The Dīrgha Āgama ("Long Discourses," 長阿含經 Cháng Āhánjīng) (T. 1) corresponds to the Dīgha Nikāya of the Theravada school. A complete version of the Dīrgha Āgama of the Dharmaguptaka sect was translated by Buddhayaśas and Zhu Fonian (竺佛念) in theLater Qin dynasty, dated to 413 CE. It contains 30 sūtras in contrast to the 34 suttas of the Theravadin Dīgha Nikāya.

The Ekottara Āgama ("Incremental Discourses," 增壹阿含經 Zēngyī Āhánjīng) (T. 125) corresponds to the Anguttara Nikāya of the Theravāda school. It was translated into Chinese by Dharmanandi in 384 CE, and edited by Gautama Saṃghadeva in 398 CE. Some have proposed that the original text for this translation came from the Sarvāstivādins or the Mahāsāṃghikas. However, according to A.K. Warder, the Ekottara Āgama references 250 prātimokṣa rules for monks, which agrees only with the Dharmaguptaka Vinaya. He also views some of the doctrine as contradicting tenets of the Mahāsāṃghika school, and states that they agree with Dharmaguptaka views currently known. He therefore concludes that the extant Ekottara Āgama is that of the Dharmaguptakas.

Abhidharma

The Śāriputra Abhidharma Śāstra (舍利弗阿毘曇論 Shèlìfú Āpítán Lùn) (T. 1548) is a complete abhidharma text that is thought to come from the Dharmaguptaka sect. The only complete edition of this text is that in Chinese.
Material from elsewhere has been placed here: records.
use crate::bootstrap::fragment::{parse_fragment, Element};
use crate::bootstrap::scanner::{DumpItem, DumpScanner};
use crate::bootstrap::DumpPass;
use crate::catalog::{ColumnDefinition, SchemaCatalog, SchemaRecord};
use crate::checkpoint::CheckpointStore;
use crate::coercion::coerce_row;
use crate::error::Error;
use crate::replication::BinlogPosition;
use crate::store::{DocumentStore, Sink};
use std::path::Path;
use tokio::fs::File;
use tokio::io::{AsyncBufRead, AsyncBufReadExt, BufReader};
use tracing::{error, info, warn};

#[derive(Clone, Debug, Default, PartialEq)]
pub struct DumpReport {
    pub databases: Vec<String>,
    pub tables: usize,
    pub rows: usize,
    pub failed_rows: usize,
    pub position: Option<BinlogPosition>,
}

/// Streams an XML dump into the schema catalog or the sink.
#[derive(Clone, Debug)]
pub struct DumpBootstrapper<S> {
    sink: Sink<S>,
    catalog: SchemaCatalog<S>,
    checkpoint: CheckpointStore<S>,
}

#[derive(Default)]
struct Cursor {
    database: Option<String>,
    table: Option<String>,
}

impl<S> DumpBootstrapper<S>
where
    S: DocumentStore,
{
    pub fn new(sink: Sink<S>) -> Self {
        Self {
            catalog: SchemaCatalog::new(sink.clone()),
            checkpoint: CheckpointStore::new(sink.clone()),
            sink,
        }
    }

    pub async fn ingest_file(&self, path: impl AsRef<Path>, pass: DumpPass) -> Result<DumpReport, Error> {
        let file = File::open(path.as_ref()).await?;
        info!(path = %path.as_ref().display(), ?pass, "ingesting dump");

        self.ingest(BufReader::new(file), pass).await
    }

    pub async fn ingest<R>(&self, reader: R, pass: DumpPass) -> Result<DumpReport, Error>
    where
        R: AsyncBufRead + Unpin,
    {
        let mut lines = reader.lines();
        let mut scanner = DumpScanner::new(pass);
        let mut cursor = Cursor::default();
        let mut report = DumpReport::default();

        while let Some(line) = lines.next_line().await? {
            if let Some(item) = scanner.feed(&line) {
                self.process(item, pass, &mut cursor, &mut report).await?;
            }
        }

        if scanner.is_inside_block() {
            warn!(?pass, "dump ended inside an unterminated block");
        }

        if let (DumpPass::Data, Some(position)) = (pass, &report.position) {
            self.checkpoint.write(position).await?;
            info!(log_file = position.file(), log_pos = position.position(), "recorded dump position");
        }

        for db in &report.databases {
            if let Err(error) = self.checkpoint.mark_parsed(db, pass).await {
                error!(db, %error, "failed to record parsed status");
            }
        }

        info!(?report, "dump ingested");
        Ok(report)
    }

    async fn process(
        &self,
        item: DumpItem,
        pass: DumpPass,
        cursor: &mut Cursor,
        report: &mut DumpReport,
    ) -> Result<(), Error> {
        match item {
            DumpItem::Database(db) => {
                if pass == DumpPass::Data {
                    info!(db, "dropping database before reload");
                    self.sink.drop_database(&db).await?;
                }

                if !report.databases.contains(&db) {
                    report.databases.push(db.clone());
                }
                cursor.database = Some(db);
                cursor.table = None;
            }
            DumpItem::TableData(table) => cursor.table = Some(table),
            DumpItem::Structure { table, fragment } => {
                let db = match &cursor.database {
                    Some(db) => db,
                    None => {
                        warn!(table, "table structure outside of a database block");
                        return Ok(());
                    }
                };

                let columns = parse_fragment(&fragment)
                    .into_iter()
                    .filter(|element| element.name == "field")
                    .filter_map(|field| {
                        Some(ColumnDefinition::new(
                            field.attribute("Field")?,
                            field.attribute("Key").unwrap_or_default(),
                            field.attribute("Type").unwrap_or_default(),
                        ))
                    });

                self.catalog
                    .put(&SchemaRecord::from_columns(db.as_str(), table, columns))
                    .await?;
                report.tables += 1;
            }
            DumpItem::Row(fragment) => match self.insert_row(cursor, &fragment).await {
                Ok(()) => report.rows += 1,
                Err(error) if !error.is_record_error() => return Err(error),
                Err(error) => {
                    report.failed_rows += 1;
                    error!(
                        db = cursor.database.as_deref(),
                        table = cursor.table.as_deref(),
                        policy = ?error.policy(),
                        %error,
                        "skipping dump row"
                    );
                }
            },
            DumpItem::LogPosition(position) => report.position = Some(position),
        }

        Ok(())
    }

    async fn insert_row(&self, cursor: &Cursor, fragment: &str) -> Result<(), Error> {
        let (db, table) = match (&cursor.database, &cursor.table) {
            (Some(db), Some(table)) => (db, table),
            _ => {
                return Err(Error::MalformedDocument(
                    "row outside of a table data block".into(),
                ))
            }
        };

        let record = self
            .catalog
            .get(db, table)
            .await?
            .unwrap_or_else(|| SchemaRecord::new(db.as_str(), table.as_str()));

        let document = coerce_row(
            parse_fragment(fragment)
                .into_iter()
                .filter(|element| element.name == "field")
                .filter_map(row_field),
            record.types(),
        )?;

        let namespace = self.sink.collection(db, table).await?;
        self.sink.store().insert_one(&namespace, document).await
    }
}

fn row_field(field: Element) -> Option<(String, Option<String>)> {
    let name = field.attribute("name")?.to_owned();
    let value = match field.is_nil() {
        true => None,
        false => Some(field.text.unwrap_or_default()),
    };

    Some((name, value))
}

#[cfg(test)]
mod tests {
    use super::*;
    use crate::checkpoint::ParsedStatus;
    use crate::document::FieldValue;
    use crate::store::{MemoryStore, Namespace};
    use chrono::NaiveDate;

    const SCHEMA: &str = r#"<?xml version="1.0"?>
<mysqldump xmlns:xsi="http://www.w3.org/2001/XMLSchema-instance">
<database name="shop">
	<table_structure name="orders">
		<field Field="id" Type="int(11)" Null="NO" Key="PRI" Extra="auto_increment" Comment="" />
		<field Field="created_at" Type="datetime" Null="YES" Key="" Extra="" Comment="" />
		<key Table="orders" Non_unique="0" Key_name="PRIMARY" Seq_in_index="1" Column_name="id" />
	</table_structure>
</database>
</mysqldump>"#;

    const DATA: &str = r#"<?xml version="1.0"?>
<mysqldump xmlns:xsi="http://www.w3.org/2001/XMLSchema-instance">
<!--
CHANGE MASTER TO MASTER_LOG_FILE='bin.000025', MASTER_LOG_POS=250160467;
-->
<database name="shop">
	<table_data name="orders">
	<row>
		<field name="id">1</field>
		<field name="created_at">2010-04-28 00:00:00</field>
	</row>
	<row>
		<field name="id">not a number</field>
		<field name="created_at" xsi:nil="true" />
	</row>
	<row>
		<field name="id">3</field>
		<field name="created_at" xsi:nil="true" />
	</row>
	</table_data>
</database>
</mysqldump>"#;

    fn bootstrapper() -> (MemoryStore, DumpBootstrapper<MemoryStore>) {
        let store = MemoryStore::new();
        (
            store.clone(),
            DumpBootstrapper::new(Sink::new(store, "util")),
        )
    }

    #[tokio::test]
    async fn loads_schema_records() -> Result<(), Error> {
        let (store, bootstrapper) = bootstrapper();

        let report = bootstrapper.ingest(SCHEMA.as_bytes(), DumpPass::Schema).await?;
        let record = SchemaCatalog::new(Sink::new(store, "util"))
            .get("shop", "orders")
            .await?
            .unwrap();

        assert_eq!(report.tables, 1);
        assert_eq!(
            record,
            SchemaRecord::new("shop", "orders")
                .with_primary_key("id")
                .with_type("id", crate::coercion::DeclaredType::Int)
                .with_type("created_at", crate::coercion::DeclaredType::DateTime)
        );

        Ok(())
    }

    #[tokio::test]
    async fn loads_rows_skipping_failed_ones() -> Result<(), Error> {
        let (store, bootstrapper) = bootstrapper();

        bootstrapper.ingest(SCHEMA.as_bytes(), DumpPass::Schema).await?;
        let report = bootstrapper.ingest(DATA.as_bytes(), DumpPass::Data).await?;

        assert_eq!((report.rows, report.failed_rows), (2, 1));
        assert_eq!(
            store.documents(&Namespace::new("shop", "orders")).await,
            vec![
                document! {
                    "id" => 1,
                    "created_at" => NaiveDate::from_ymd_opt(2010, 4, 28)
                        .unwrap()
                        .and_hms_opt(0, 0, 0)
                        .unwrap()
                },
                document! {"id" => 3, "created_at" => FieldValue::Null},
            ]
        );

        Ok(())
    }

    #[tokio::test]
    async fn loads_unsigned_bigint_keys_and_fractional_datetimes() -> Result<(), Error> {
        let (store, bootstrapper) = bootstrapper();
        let schema = r#"<?xml version="1.0"?>
<mysqldump xmlns:xsi="http://www.w3.org/2001/XMLSchema-instance">
<database name="shop">
	<table_structure name="events">
		<field Field="id" Type="bigint(20) unsigned" Null="NO" Key="PRI" Extra="" Comment="" />
		<field Field="created_at" Type="datetime(6)" Null="NO" Key="" Extra="" Comment="" />
	</table_structure>
</database>
</mysqldump>"#;
        let data = r#"<?xml version="1.0"?>
<mysqldump xmlns:xsi="http://www.w3.org/2001/XMLSchema-instance">
<database name="shop">
	<table_data name="events">
	<row>
		<field name="id">18446744073709551615</field>
		<field name="created_at">2010-04-28 00:00:00.123456</field>
	</row>
	<row>
		<field name="id">7</field>
		<field name="created_at">2010-04-28 00:00:01</field>
	</row>
	</table_data>
</database>
</mysqldump>"#;

        bootstrapper.ingest(schema.as_bytes(), DumpPass::Schema).await?;
        let report = bootstrapper.ingest(data.as_bytes(), DumpPass::Data).await?;
        let day = NaiveDate::from_ymd_opt(2010, 4, 28).unwrap();

        assert_eq!((report.rows, report.failed_rows), (2, 0));
        assert_eq!(
            store.documents(&Namespace::new("shop", "events")).await,
            vec![
                document! {
                    "id" => "18446744073709551615",
                    "created_at" => day.and_hms_micro_opt(0, 0, 0, 123456).unwrap()
                },
                document! {"id" => 7, "created_at" => day.and_hms_opt(0, 0, 1).unwrap()},
            ]
        );

        Ok(())
    }

    #[tokio::test]
    async fn records_position_and_parsed_status_after_data_pass() -> Result<(), Error> {
        let (store, bootstrapper) = bootstrapper();
        let checkpoint = CheckpointStore::new(Sink::new(store, "util"));

        bootstrapper.ingest(DATA.as_bytes(), DumpPass::Data).await?;

        assert_eq!(
            checkpoint.read().await?,
            Some(BinlogPosition::new("bin.000025", 250160467))
        );
        assert_eq!(
            checkpoint.parsed_status("shop").await?,
            ParsedStatus {
                schema: false,
                data: true
            }
        );

        Ok(())
    }

    #[tokio::test]
    async fn schema_pass_does_not_move_checkpoint() -> Result<(), Error> {
        let (store, bootstrapper) = bootstrapper();

        let report = bootstrapper
            .ingest(DATA.replace("table_data", "table_structure").as_bytes(), DumpPass::Schema)
            .await?;

        assert!(report.position.is_some());
        assert_eq!(
            CheckpointStore::new(Sink::new(store, "util")).read().await?,
            None
        );

        Ok(())
    }
}
use crate::applier::QueueNotice;
use crate::checkpoint::CheckpointStore;
use crate::error::Error;
use crate::queue::ReplicationQueue;
use crate::replication::{ReplicationLog, RowEventSource};
use crate::store::DocumentStore;
use tokio::sync::mpsc::error::TrySendError;
use tokio::sync::mpsc::Sender;
use tracing::{debug, info};

/// Worker moving row mutations from the replication log into the queue.
///
/// Every mutation is enqueued before the checkpoint moves past it, a crash in
/// between replays the mutation on restart.
pub struct ChangeCapture<S> {
    queue: ReplicationQueue<S>,
    checkpoint: CheckpointStore<S>,
    notices: Option<Sender<QueueNotice>>,
}

impl<S> ChangeCapture<S>
where
    S: DocumentStore,
{
    pub fn new(queue: ReplicationQueue<S>, checkpoint: CheckpointStore<S>) -> Self {
        Self {
            queue,
            checkpoint,
            notices: None,
        }
    }

    pub fn with_notices(self, notices: Sender<QueueNotice>) -> Self {
        Self {
            notices: Some(notices),
            ..self
        }
    }

    /// Captures until the log is exhausted, returning the number of enqueued mutations.
    pub async fn run(&self, log: &impl ReplicationLog) -> Result<usize, Error> {
        let start = self.checkpoint.read().await?;

        match &start {
            Some(position) => info!(%position, "resuming capture from checkpoint"),
            None => info!("no checkpoint recorded, capturing from the current end of the log"),
        }

        let mut source = log.open(start).await?;
        let mut captured = 0;

        while let Some(mutation) = source.next_mutation().await? {
            let seqnum = self.queue.enqueue(mutation).await?;
            self.checkpoint.write(source.position()).await?;
            captured += 1;

            if let Some(notices) = &self.notices {
                if let Err(TrySendError::Closed(_)) = notices.try_send(QueueNotice(seqnum)) {
                    debug!(%seqnum, "applier is no longer listening for notices");
                }
            }
        }

        info!(captured, position = %source.position(), "replication log exhausted");
        Ok(captured)
    }
}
Sanskrit fragments from this text have been found in Bamiyan, Afghanistan, and are now part of the Schøyen Collection (MS 2375/08). The manuscripts at this find are thought to have been part of a monastery library of the Mahāsāṃghika Lokottaravāda sect.

Additional piṭakas

The Dharmaguptaka Tripiṭaka is said to have contained two extra sections that were not included by some other schools. These included a Bodhisattva Piṭaka and a Mantra Piṭaka (咒藏 Zhòu Zàng), also sometimes called a Dhāraṇī Piṭaka. According to the 5th century Dharmaguptaka monk Buddhayaśas, the translator of the Dharmaguptaka Vinaya into Chinese, the Dharmaguptaka school had assimilated the "Mahāyāna Tripiṭaka" (大乘三藏 Dàchéng Sānzàng).

Abhiniṣkramaṇa Sūtra

The Dharmaguptaka biography of the Buddha is the most exhaustive of all classical biographies of the Buddha, and is entitled Abhiniṣkramaṇa Sūtra. Various Chinese translations of this text date from between the 3rd and 6th century CE.

Relationship to the Mahāyāna

Paramārtha, a 6th-century CE Indian monk from Ujjain, unequivocally associates the Dharmaguptaka school with the Mahāyāna, and portrays the Dharmaguptakas as being perhaps the closest to a straightforward Mahāyāna sect.

It is unknown when some members of the Dharmaguptaka school began to accept the Mahāyāna sūtras, but the Mañjuśrīmūlakalpa records that Kaniṣka (127-151 CE) of the Kuṣāṇa Empire presided over the establishment of Prajñāpāramitā doctrines in the northwest of India. Tāranātha wrote that in this region, 500 bodhisattvas attended the council at Jālandhra monastery during the time of Kaniṣka, suggesting some institutional strength for Mahāyāna in the northwest during this period. Edward Conze goes further to say that Prajñāpāramitā had great success in the northwest during the Kuṣāṇa period, and may have been the "fortress and hearth" of early Mahāyāna, but not its origin, which he associates with the Mahāsāṃghika branch.

According to Joseph Walser, there is evidence that the Pañcaviṃśatisāhasrikā Prajñāpāramitā Sūtra (25,000 lines) and the Śatasāhasrikā Prajñāpāramitā Sūtra (100,000 lines) have a connection with the Dharmaguptaka sect, while the Aṣṭasāhasrikā Prajñāpāramitā Sūtra (8000 lines) does not.